Thanks to pull requests changing standards is easier too. Drive-by-grammar-fixes are a thing now and “good first bug” issue labels help you get started with contributing. Not all groups have adopted one-repository-per-standard yet which can make it a little trickier to contribute to CSS for instance, but hopefully they’ll get there too.

(See also: my reminder on the WHATWG blog that WHATWG standards are developed on GitHub.)


Andrew pointed out webrender yesterday. A new rendering technology for CSS from the folks that are reinventing C++ with Rust and browsers with Servo. There is a great talk about this technology by Patrick Walton. It is worth watching in its entirety, but 26 minutes in has the examples. The key insight is that using a retained mode approach to rendering CSS is much more efficient than an immediate mode approach.
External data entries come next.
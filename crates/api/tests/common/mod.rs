#![allow(dead_code)]

use std::sync::Arc;
use std::time::Duration;

use axum::body::Body;
use axum::http::{Method, Request, Response, StatusCode};
use axum::Router;
use http_body_util::BodyExt;
use serde_json::Value;
use tower::ServiceExt;

use wanted_api::auth::jwt::SessionKeys;
use wanted_api::config::{BoardConfig, ServerConfig};
use wanted_api::router::build_app_router;
use wanted_api::state::AppState;
use wanted_api::ws::WsManager;
use wanted_board::{BoardOptions, BoardView, StoreBackend};
use wanted_core::collection::CollectionPath;
use wanted_events::{EventBus, EventLog};
use wanted_store::DocumentStore;

pub const TEST_PASSWORD: &str = "sheriff";
pub const TEST_APP_ID: &str = "test-app";
pub const SORT_DELAY: Duration = Duration::from_millis(750);

/// Build a test `ServerConfig` with safe defaults.
pub fn test_config() -> ServerConfig {
    ServerConfig {
        host: "127.0.0.1".to_string(),
        port: 0,
        cors_origins: vec!["http://localhost:5173".to_string()],
        request_timeout_secs: 30,
    }
}

pub fn test_board_config() -> BoardConfig {
    BoardConfig {
        collection: CollectionPath::leaderboard(TEST_APP_ID).unwrap(),
        admin_password: TEST_PASSWORD.to_string(),
        sort_delay: SORT_DELAY,
        session_hours: 12,
        seed_file: None,
    }
}

/// A running app: the router plus the state behind it.
pub struct TestApp {
    pub router: Router,
    pub state: AppState,
}

/// Build the full application router over a fresh in-memory store.
///
/// Must be called inside a tokio runtime: the server-side board view is
/// mounted immediately.
pub fn build_test_app() -> TestApp {
    let config = test_config();
    let event_bus = Arc::new(EventBus::default());
    let event_log = Arc::new(EventLog::new());
    tokio::spawn(Arc::clone(&event_log).run(event_bus.subscribe()));

    let store = Arc::new(DocumentStore::new().with_event_bus(event_bus));
    let board_config = test_board_config();
    let backend = Arc::new(StoreBackend::new(
        Arc::clone(&store),
        board_config.collection.clone(),
    ));
    let board = Arc::new(BoardView::mount(
        backend.clone(),
        BoardOptions {
            sort_delay: SORT_DELAY,
        },
    ));

    let state = AppState {
        config: Arc::new(config.clone()),
        board_config: Arc::new(board_config),
        sessions: Arc::new(SessionKeys::generate(12)),
        store,
        backend,
        board,
        ws_manager: Arc::new(WsManager::new()),
        event_log,
    };

    TestApp {
        router: build_app_router(state.clone(), &config),
        state,
    }
}

impl TestApp {
    pub async fn request(&self, request: Request<Body>) -> Response<Body> {
        self.router.clone().oneshot(request).await.unwrap()
    }

    pub async fn get(&self, uri: &str) -> Response<Body> {
        self.request(Request::get(uri).body(Body::empty()).unwrap())
            .await
    }

    pub async fn get_as(&self, uri: &str, token: &str) -> Response<Body> {
        self.request(
            Request::get(uri)
                .header("Authorization", format!("Bearer {token}"))
                .body(Body::empty())
                .unwrap(),
        )
        .await
    }

    /// Send a JSON body, optionally with an admin session.
    pub async fn send_json(
        &self,
        method: Method,
        uri: &str,
        token: Option<&str>,
        body: Value,
    ) -> Response<Body> {
        let mut builder = Request::builder()
            .method(method)
            .uri(uri)
            .header("Content-Type", "application/json");
        if let Some(token) = token {
            builder = builder.header("Authorization", format!("Bearer {token}"));
        }
        self.request(builder.body(Body::from(body.to_string())).unwrap())
            .await
    }

    pub async fn delete_as(&self, uri: &str, token: &str) -> Response<Body> {
        self.request(
            Request::delete(uri)
                .header("Authorization", format!("Bearer {token}"))
                .body(Body::empty())
                .unwrap(),
        )
        .await
    }

    /// Sign in with the test password and return the session token.
    pub async fn admin_token(&self) -> String {
        let response = self
            .send_json(
                Method::POST,
                "/api/v1/admin/session",
                None,
                serde_json::json!({ "password": TEST_PASSWORD }),
            )
            .await;
        assert_eq!(response.status(), StatusCode::OK);
        body_json(response).await["data"]["token"]
            .as_str()
            .unwrap()
            .to_string()
    }

    /// Post an outlaw as admin and return the created entry JSON.
    pub async fn post_outlaw(&self, token: &str, name: &str, bounty: i64) -> Value {
        let response = self
            .send_json(
                Method::POST,
                "/api/v1/admin/entries",
                Some(token),
                serde_json::json!({ "name": name, "bounty": bounty }),
            )
            .await;
        assert_eq!(response.status(), StatusCode::CREATED);
        body_json(response).await["data"].clone()
    }

    /// Wait until the server-side view has seen `count` entries.
    pub async fn wait_for_live_count(&self, count: usize) {
        let mut live = self.state.board.watch_live();
        live.wait_for(|s| !s.loading && s.entries.len() == count)
            .await
            .unwrap();
    }

    /// Read the activity feed once the log task has caught up to
    /// `expected` events (or given up waiting).
    pub async fn events_once_settled(&self, token: &str, expected: usize) -> Vec<Value> {
        let mut events = Vec::new();
        for _ in 0..50 {
            let json = body_json(self.get_as("/api/v1/admin/events", token).await).await;
            events = json["data"].as_array().cloned().unwrap_or_default();
            if events.len() >= expected {
                break;
            }
            tokio::task::yield_now().await;
        }
        events
    }
}

/// Collect a response body and parse it as JSON.
pub async fn body_json(response: Response<Body>) -> Value {
    let bytes = response.into_body().collect().await.unwrap().to_bytes();
    serde_json::from_slice(&bytes).unwrap()
}
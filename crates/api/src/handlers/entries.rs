//! Handlers for the `/entries` resource.
//!
//! Admin writes go through the server-side board view, so increments are
//! computed from the live set exactly as a page would compute them.

use axum::extract::{Path, Query, State};
use axum::http::StatusCode;
use axum::Json;
use serde::{Deserialize, Serialize};
use wanted_core::entry::Entry;
use wanted_core::types::EntryId;

use crate::error::{AppError, AppResult};
use crate::middleware::auth::RequireAdmin;
use crate::response::DataResponse;
use crate::state::AppState;

// ---------------------------------------------------------------------------
// Request / response types
// ---------------------------------------------------------------------------

#[derive(Debug, Serialize)]
pub struct LiveEntries {
    pub entries: Vec<Entry>,
    pub loading: bool,
}

/// Body for `POST /admin/entries`. Negative bounties clamp to 0.
#[derive(Debug, Deserialize)]
pub struct CreateEntryRequest {
    pub name: String,
    #[serde(default)]
    pub bounty: i64,
}

/// Body for `PUT /admin/entries/{id}/bounty`: the raw text of the input.
#[derive(Debug, Deserialize)]
pub struct SetBountyRequest {
    pub value: String,
}

#[derive(Debug, Serialize)]
pub struct SetBountyResponse {
    /// `false` when the input was not a number and nothing was written.
    pub written: bool,
    pub entry: Option<Entry>,
}

#[derive(Debug, Deserialize)]
pub struct AdjustBountyRequest {
    pub delta: i64,
}

#[derive(Debug, Deserialize)]
pub struct RemoveParams {
    #[serde(default)]
    pub confirm: bool,
}

// ---------------------------------------------------------------------------
// Handlers
// ---------------------------------------------------------------------------

/// GET /api/v1/entries
pub async fn list_entries(State(state): State<AppState>) -> Json<DataResponse<LiveEntries>> {
    let live = state.board.live();
    Json(DataResponse {
        data: LiveEntries {
            entries: live.entries.as_ref().clone(),
            loading: live.loading,
        },
    })
}

/// POST /api/v1/admin/entries
pub async fn create_entry(
    RequireAdmin(_claims): RequireAdmin,
    State(state): State<AppState>,
    Json(input): Json<CreateEntryRequest>,
) -> AppResult<(StatusCode, Json<DataResponse<Entry>>)> {
    let entry = state.board.create(&input.name, input.bounty).await?;
    Ok((StatusCode::CREATED, Json(DataResponse { data: entry })))
}

/// PUT /api/v1/admin/entries/{id}/bounty
pub async fn set_bounty(
    RequireAdmin(_claims): RequireAdmin,
    State(state): State<AppState>,
    Path(id): Path<EntryId>,
    Json(input): Json<SetBountyRequest>,
) -> AppResult<Json<DataResponse<SetBountyResponse>>> {
    let entry = state.board.set_bounty(id, &input.value).await?;
    Ok(Json(DataResponse {
        data: SetBountyResponse {
            written: entry.is_some(),
            entry,
        },
    }))
}

/// POST /api/v1/admin/entries/{id}/bounty/adjust
pub async fn adjust_bounty(
    RequireAdmin(_claims): RequireAdmin,
    State(state): State<AppState>,
    Path(id): Path<EntryId>,
    Json(input): Json<AdjustBountyRequest>,
) -> AppResult<Json<DataResponse<Entry>>> {
    let entry = state.board.increment_bounty(id, input.delta).await?;
    Ok(Json(DataResponse { data: entry }))
}

/// DELETE /api/v1/admin/entries/{id}?confirm=true
pub async fn remove_entry(
    RequireAdmin(_claims): RequireAdmin,
    State(state): State<AppState>,
    Path(id): Path<EntryId>,
    Query(params): Query<RemoveParams>,
) -> AppResult<StatusCode> {
    if !params.confirm {
        return Err(AppError::BadRequest(
            "Removing an outlaw requires confirm=true".into(),
        ));
    }
    if state.board.remove(id, true).await? {
        Ok(StatusCode::NO_CONTENT)
    } else {
        Err(wanted_board::BoardError::NotFound(id).into())
    }
}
The latter is what browsers have been using thus far and makes sense for the canvas element (which offers an immediate mode rendering API), but is apparently suboptimal when talking to the GPU. Patrick mentioned this was pointed out back in 2012 by Mark J. Kilgard and Jeff Bolz from NVIDIA in a paper titled GPU-accelerated Path Rendering: We believe web browsers should behave more like video games in this respect to exploit the GPU.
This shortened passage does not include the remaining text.